BlackBerry launches cyber security services

BlackBerry has launched cyber security services to safeguard people, privacy and assets, with vehicle security and GDPR compliance leading the new offering

BlackBerry has announced the introduction of cyber security consulting services at the BlackBerry Security Summit in London.

John Chen, executive chairman and CEO at BlackBerry, said cyber security has evolved from a technological consideration to a basic need, with the cost of cyber attacks projected to escalate from $400bn in 2016 to $6tn by 2021, according to research firm Cybersecurity Ventures.

Meanwhile, he said, the shortage of cyber security professionals is expected to increase from 200,000 in 2016 to 3.5 million by 2021.

Chen also highlighted BlackBerry’s security leadership, noting that Gartner scored BlackBerry software top in all six categories of its critical capabilities for high-security mobility management report for two consecutive years, and Forrester ranked BlackBerry top in the “security capabilities” category of its Enterprise file sharing and sync report.

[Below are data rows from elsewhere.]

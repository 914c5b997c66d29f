use std::sync::Arc;

use parking_lot::{Mutex, RwLock};
use tracing::debug;

use crate::error::{Error, Result};
use crate::partition::Partition;
use crate::record::Event;

/// A member of a consumer group.
///
/// The assignment is replaced wholesale by every rebalance of the owning
/// group. The consumed log only ever grows.
#[derive(Debug)]
pub struct Consumer {
    id: String,
    pub(crate) assignment: RwLock<Vec<Arc<Partition>>>,
    log: Mutex<Vec<Event>>,
}

impl Consumer {
    pub(crate) fn new(id: impl Into<String>) -> Self {
        Self {
            id: id.into(),
            assignment: RwLock::new(vec![]),
            log: Mutex::new(vec![]),
        }
    }

    pub fn id(&self) -> &str {
        &self.id
    }

    /// Ids of the currently assigned partitions, in assignment order.
    pub fn assigned_partitions(&self) -> Vec<String> {
        self.assignment
            .read()
            .iter()
            .map(|p| p.id().to_string())
            .collect()
    }

    pub fn is_assigned(&self, partition_id: &str) -> bool {
        self.assignment.read().iter().any(|p| p.id() == partition_id)
    }

    /// Snapshot of every event this consumer has consumed, oldest first.
    pub fn consumed(&self) -> Vec<Event> {
        self.log.lock().clone()
    }

    pub fn consumed_count(&self) -> usize {
        self.log.lock().len()
    }

    /// Pops `count` events off `partition` into the consumed log.
    ///
    /// The assignment stays read-locked for the whole pop so a concurrent
    /// rebalance cannot swap it halfway through.
    pub(crate) fn consume(&self, partition: &Partition, count: usize) -> Result<Vec<Event>> {
        let assignment = self.assignment.read();
        if !assignment.iter().any(|p| p.id() == partition.id()) {
            return Err(Error::NotAssigned {
                consumer: self.id.clone(),
                partition: partition.id().to_string(),
            });
        }

        let events = partition.drain_into(count, |events| {
            self.log.lock().extend_from_slice(events);
        })?;
        drop(assignment);

        debug!(
            consumer = self.id.as_str(),
            partition = partition.id(),
            count = events.len(),
            "consumed events",
        );

        Ok(events)
    }
}
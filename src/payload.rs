//! Lookup of event payloads by key.
//!
//! The broker never stores payloads on its own; when a producer is asked to
//! produce an event it resolves the event key through a [`PayloadStore`].

use std::collections::HashMap;
use std::path::{Path, PathBuf};

use parking_lot::RwLock;
use serde_json::Value;
use thiserror::Error;
use tracing::debug;

use crate::record::Payload;

#[derive(Debug, Error)]
#[non_exhaustive]
pub enum PayloadError {
    #[error("No payload stored under key '{0}'")]
    UnknownKey(String),

    #[error("Cannot read payload '{key}': {source}")]
    IO {
        key: String,
        #[source]
        source: std::io::Error,
    },

    #[error("Malformed payload '{key}': {source}")]
    Malformed {
        key: String,
        #[source]
        source: serde_json::Error,
    },

    #[error("Payload '{key}' has no usable value: {reason}")]
    Untyped { key: String, reason: String },
}

pub trait PayloadStore: Send + Sync {
    fn fetch(&self, key: &str) -> Result<Payload, PayloadError>;
}

/// Payloads kept in memory, mostly useful for tests and demos.
#[derive(Debug, Default)]
pub struct MemoryPayloads {
    values: RwLock<HashMap<String, Payload>>,
}

impl MemoryPayloads {
    pub fn new() -> Self {
        Self::default()
    }

    pub fn insert(&self, key: impl Into<String>, payload: impl Into<Payload>) {
        self.values.write().insert(key.into(), payload.into());
    }

    pub fn with(self, key: impl Into<String>, payload: impl Into<Payload>) -> Self {
        self.insert(key, payload);
        self
    }
}

impl PayloadStore for MemoryPayloads {
    fn fetch(&self, key: &str) -> Result<Payload, PayloadError> {
        self.values
            .read()
            .get(key)
            .cloned()
            .ok_or_else(|| PayloadError::UnknownKey(key.to_string()))
    }
}

/// Reads `<dir>/<key>.json` documents of the form `{"value": ...}`.
#[derive(Debug, Clone)]
pub struct DirectoryPayloads {
    dir: PathBuf,
}

impl DirectoryPayloads {
    pub fn new(dir: impl Into<PathBuf>) -> Self {
        Self { dir: dir.into() }
    }

    pub fn dir(&self) -> &Path {
        &self.dir
    }
}

impl PayloadStore for DirectoryPayloads {
    fn fetch(&self, key: &str) -> Result<Payload, PayloadError> {
        // keys name a file directly inside `dir`
        if key.is_empty() || key.contains(['/', '\\']) || key.contains("..") {
            return Err(PayloadError::UnknownKey(key.to_string()));
        }

        let path = self.dir.join(format!("{key}.json"));
        debug!(key, path = %path.display(), "loading payload");

        let contents = std::fs::read_to_string(&path).map_err(|source| match source.kind() {
            std::io::ErrorKind::NotFound => PayloadError::UnknownKey(key.to_string()),
            _ => PayloadError::IO {
                key: key.to_string(),
                source,
            },
        })?;

        parse_document(key, &contents)
    }
}

impl<F> PayloadStore for F
where
    F: Fn(&str) -> Result<Payload, PayloadError> + Send + Sync,
{
    fn fetch(&self, key: &str) -> Result<Payload, PayloadError> {
        self(key)
    }
}

/// Extracts the typed `value` field of a payload document.
pub fn parse_document(key: &str, contents: &str) -> Result<Payload, PayloadError> {
    let doc: Value = serde_json::from_str(contents).map_err(|source| PayloadError::Malformed {
        key: key.to_string(),
        source,
    })?;

    let untyped = |reason: &str| PayloadError::Untyped {
        key: key.to_string(),
        reason: reason.to_string(),
    };

    match doc.get("value") {
        Some(Value::String(s)) => Ok(Payload::Text(s.clone())),
        Some(Value::Number(n)) => n
            .as_i64()
            .map(Payload::Number)
            .ok_or_else(|| untyped("number is not an integer")),
        Some(_) => Err(untyped("value is neither text nor number")),
        None => Err(untyped("missing \"value\" field")),
    }
}
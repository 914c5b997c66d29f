use std::collections::VecDeque;

use parking_lot::Mutex;

use crate::error::{Error, Result};
use crate::record::{Event, Record};

#[derive(Debug, Default)]
struct Queue {
    events: VecDeque<Event>,
    next_offset: u64,
}

/// An ordered FIFO queue of events inside a topic.
///
/// Appends and pops on the same partition are serialized; different partitions
/// never contend with each other.
#[derive(Debug)]
pub struct Partition {
    id: String,
    queue: Mutex<Queue>,
}

impl Partition {
    pub fn new(id: impl Into<String>) -> Self {
        Self {
            id: id.into(),
            queue: Mutex::new(Queue::default()),
        }
    }

    pub fn id(&self) -> &str {
        &self.id
    }

    /// Stamps `record` with the next offset and pushes it to the tail.
    pub fn append(&self, record: Record) -> u64 {
        let mut queue = self.queue.lock();
        let offset = queue.next_offset;
        queue.next_offset += 1;
        queue.events.push_back(Event { record, offset });

        offset
    }

    /// Removes the head of the queue, never waiting for one to arrive.
    pub fn pop_front(&self) -> Result<Event> {
        self.queue.lock().events.pop_front().ok_or_else(|| Error::EmptyQueue {
            partition: self.id.clone(),
            available: 0,
            wanted: 1,
        })
    }

    /// Pops `count` events, or nothing at all when fewer are queued.
    pub fn pop_front_many(&self, count: usize) -> Result<Vec<Event>> {
        self.drain_into(count, |_| {})
    }

    /// Pops `count` events and hands them to `sink` while the queue is still
    /// locked, so an event is never observable outside both containers.
    pub(crate) fn drain_into<F>(&self, count: usize, sink: F) -> Result<Vec<Event>>
    where
        F: FnOnce(&[Event]),
    {
        let mut queue = self.queue.lock();
        let available = queue.events.len();
        if available < count {
            return Err(Error::EmptyQueue {
                partition: self.id.clone(),
                available,
                wanted: count,
            });
        }

        let events = queue.events.drain(..count).collect::<Vec<_>>();
        sink(&events);

        Ok(events)
    }

    pub fn len(&self) -> usize {
        self.queue.lock().events.len()
    }

    pub fn is_empty(&self) -> bool {
        self.len() == 0
    }

    /// Snapshot of the pending events, head first.
    pub fn events(&self) -> Vec<Event> {
        self.queue.lock().events.iter().cloned().collect()
    }
}
// Copyright 2026, Jeroen van Erp <jeroen@geeko.me>
// SPDX-License-Identifier: Apache-2.0

//! The store capability the reconciliation engine is built on, and its
//! Kubernetes API implementation.

use crate::constants::OPERATOR_NAME;
use crate::error::{OperatorError, Result};
use async_trait::async_trait;
use k8s_openapi::{ClusterResourceScope, NamespaceResourceScope};
use kube::{
    api::{DeleteParams, ListParams, Patch, PatchParams, PostParams},
    Api, Client, Resource, ResourceExt,
};
use kube_runtime::wait::await_condition;
use serde::{de::DeserializeOwned, Serialize};
use std::fmt::Debug;
use tracing::debug;

/// Bounds shared by every resource kind the engine manages
pub trait ManagedResource:
    Resource<DynamicType = ()> + Clone + Debug + Serialize + DeserializeOwned + Send + Sync + 'static
{
}

impl<K> ManagedResource for K where
    K: Resource<DynamicType = ()> + Clone + Debug + Serialize + DeserializeOwned + Send + Sync + 'static
{
}

/// Cascade propagation applied to dependents when a resource is deleted
#[derive(Debug, Clone, Copy, PartialEq, Eq, Default)]
pub enum Cascade {
    #[default]
    Foreground,
    Orphan,
}

/// How the engine observes that a deletion took effect
#[derive(Debug, Clone, Copy, PartialEq, Eq)]
pub enum DeletionConfirmation {
    /// Watch the named resource until it disappears
    Watch,
    /// Re-fetch the resource at a fixed interval until it is absent
    Poll { interval: std::time::Duration },
}

/// Operations a resource kind supplies to the reconciliation engine.
///
/// Every method addresses resources by name within the store's scope (a
/// namespace, or the whole cluster).
#[async_trait]
pub trait ResourceStore<K: Send + Sync + 'static>: Send + Sync {
    /// Namespace the store is bound to, `None` for cluster-scoped kinds
    fn namespace(&self) -> Option<&str>;

    async fn fetch(&self, name: &str) -> Result<Option<K>>;

    /// List resources matching a label selector, all of them when `None`
    async fn list(&self, selector: Option<&str>) -> Result<Vec<K>>;

    async fn create(&self, resource: &K) -> Result<K>;

    async fn patch(&self, name: &str, resource: &K) -> Result<K>;

    /// Issue the delete request. Succeeds if the resource is already gone.
    async fn delete(&self, name: &str, cascade: Cascade) -> Result<()>;

    /// Resolve once the named resource (with `uid`, if given) no longer exists.
    /// Kinds without watch support keep the default and are confirmed by polling.
    async fn await_deleted(&self, name: &str, uid: Option<String>) -> Result<()> {
        let _ = uid;
        Err(OperatorError::InvalidRequest(format!(
            "watching {} is not supported by this store",
            name
        )))
    }
}

/// True if `resource` is absent, or has been replaced by an object with another uid
pub(crate) fn is_gone<K: Resource>(resource: Option<&K>, uid: Option<&str>) -> bool {
    match resource {
        None => true,
        Some(r) => uid.is_some() && r.meta().uid.as_deref() != uid,
    }
}

/// Kubernetes API backed store
#[derive(Clone)]
pub struct KubeStore<K> {
    api: Api<K>,
    namespace: Option<String>,
}

impl<K: ManagedResource> KubeStore<K> {
    pub fn namespaced(client: Client, namespace: &str) -> Self
    where
        K: Resource<Scope = NamespaceResourceScope>,
    {
        Self {
            api: Api::namespaced(client, namespace),
            namespace: Some(namespace.to_string()),
        }
    }

    pub fn cluster_scoped(client: Client) -> Self
    where
        K: Resource<Scope = ClusterResourceScope>,
    {
        Self {
            api: Api::all(client),
            namespace: None,
        }
    }

    pub fn api(&self) -> &Api<K> {
        &self.api
    }
}

#[async_trait]
impl<K: ManagedResource> ResourceStore<K> for KubeStore<K> {
    fn namespace(&self) -> Option<&str> {
        self.namespace.as_deref()
    }

    async fn fetch(&self, name: &str) -> Result<Option<K>> {
        Ok(self.api.get_opt(name).await?)
    }

    async fn list(&self, selector: Option<&str>) -> Result<Vec<K>> {
        let lp = match selector {
            Some(selector) => ListParams::default().labels(selector),
            None => ListParams::default(),
        };
        Ok(self.api.list(&lp).await?.items)
    }

    async fn create(&self, resource: &K) -> Result<K> {
        Ok(self.api.create(&PostParams::default(), resource).await?)
    }

    async fn patch(&self, name: &str, resource: &K) -> Result<K> {
        let pp = PatchParams::apply(OPERATOR_NAME).force();
        Ok(self.api.patch(name, &pp, &Patch::Apply(resource)).await?)
    }

    async fn delete(&self, name: &str, cascade: Cascade) -> Result<()> {
        let dp = match cascade {
            Cascade::Foreground => DeleteParams::foreground(),
            Cascade::Orphan => DeleteParams::orphan(),
        };

        match self.api.delete(name, &dp).await {
            Ok(_) => Ok(()),
            Err(kube::Error::Api(err)) if err.code == 404 => {
                debug!("{} {} was already deleted", K::kind(&()), name);
                Ok(())
            }
            Err(e) => Err(e.into()),
        }
    }

    async fn await_deleted(&self, name: &str, uid: Option<String>) -> Result<()> {
        let deleted = move |obj: Option<&K>| is_gone(obj, uid.as_deref());
        await_condition(self.api.clone(), name, deleted).await?;
        Ok(())
    }
}

impl<K: ManagedResource> KubeStore<K> {
    /// Replace the status subresource with the status carried by `resource`
    pub async fn replace_status(&self, resource: &K) -> Result<K> {
        let name = resource.name_any();
        let body = serde_json::to_vec(resource).map_err(|e| {
            OperatorError::InvalidRequest(format!(
                "{} {} cannot be serialized: {}",
                K::kind(&()),
                name,
                e
            ))
        })?;
        Ok(self
            .api
            .replace_status(&name, &PostParams::default(), body)
            .await?)
    }
}
fn matches_selector<K: Resource>(object: &K, selector: Option<&str>) -> bool {
    let Some(selector) = selector else {
        return true;
    };
    let labels = object.meta().labels.clone().unwrap_or_default();
    selector.split(',').all(|term| match term.split_once('=') {
        Some((key, value)) => labels.get(key.trim()).map(String::as_str) == Some(value.trim()),
        None => labels.contains_key(term.trim()),
    })
}

#[async_trait]
impl<K> ResourceStore<K> for FakeStore<K>
where
    K: Resource + Clone + Send + Sync + 'static,
{
    fn namespace(&self) -> Option<&str> {
        Some("default")
    }

    async fn fetch(&self, name: &str) -> Result<Option<K>> {
        let state = self.record("fetch");
        if self.failing_fetches {
            return Err(api_error(500, "InternalError", "etcd unavailable".to_string()));
        }
        Ok(state.objects.get(name).cloned())
    }

    async fn list(&self, selector: Option<&str>) -> Result<Vec<K>> {
        let state = self.record("list");
        Ok(state
            .objects
            .values()
            .filter(|o| matches_selector(*o, selector))
            .cloned()
            .collect())
    }

    async fn create(&self, resource: &K) -> Result<K> {
        let mut state = self.record("create");
        let name = resource.name_any();
        if state.objects.contains_key(&name) {
            return Err(api_error(409, "AlreadyExists", format!("{} already exists", name)));
        }
        let mut created = resource.clone();
        created.meta_mut().uid = None;
        let version = state.next_version;
        state.next_version += 1;
        stamp(&mut created, version);
        state.objects.insert(name, created.clone());
        Ok(created)
    }

    async fn patch(&self, name: &str, resource: &K) -> Result<K> {
        let mut state = self.record("patch");
        let Some(current) = state.objects.get(name).cloned() else {
            return Err(api_error(404, "NotFound", format!("{} not found", name)));
        };
        if self.inert_patches {
            return Ok(current);
        }
        let mut patched = resource.clone();
        patched.meta_mut().uid = current.meta().uid.clone();
        let version = state.next_version;
        state.next_version += 1;
        stamp(&mut patched, version);
        state.objects.insert(name.to_string(), patched.clone());
        Ok(patched)
    }

    async fn delete(&self, name: &str, _cascade: Cascade) -> Result<()> {
        let mut state = self.record("delete");
        if self.stuck_deletes {
            return Ok(());
        }
        match self.deletion_delay {
            Some(delay) => {
                let shared = self.state.clone();
                let name = name.to_string();
                tokio::spawn(async move {
                    tokio::time::sleep(delay).await;
                    shared.lock().unwrap().objects.remove(&name);
                });
            }
            None => {
                state.objects.remove(name);
            }
        }
        Ok(())
    }

    async fn await_deleted(&self, name: &str, uid: Option<String>) -> Result<()> {
        drop(self.record("await_deleted"));
        loop {
            let gone = {
                let state = self.state.lock().unwrap();
                is_gone(state.objects.get(name), uid.as_deref())
            };
            if gone {
                return Ok(());
            }
            tokio::time::sleep(Duration::from_millis(1)).await;
        }
    }
}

BlackBerry said the new cyber security consulting services are aimed at enabling enterprise compliance with the European Union (EU) General Data Protection Regulation (GDPR) and mitigating security risks in connected cars that threaten safety.

The company said BlackBerry Cybersecurity Consulting will guide organisations through the process of understanding how to manage company data, how GDPR applies to the organisation, and how to achieve a competitive readiness posture.

“Having been engaged with the EU Justice Directorate-General since 2012, we understand the GDPR requirements and have developed expertise to help address the full range of GDPR implications for enterprises, from situational assessment to offering DPO [data protection officer] -as-a-service,” said Carl Wiese, global head of sales at BlackBerry.

“In addition to consulting services, we provide many necessary software solutions, making BlackBerry a one-stop shop for GDPR compliance,” he said.

Article 37 of the GDPR requires many organisations to have a dedicated DPO to oversee the company’s data protection strategy. The International Association of Privacy Professionals (IAPP) estimates that around 28,000 DPOs will be needed to address that requirement in the US and Europe.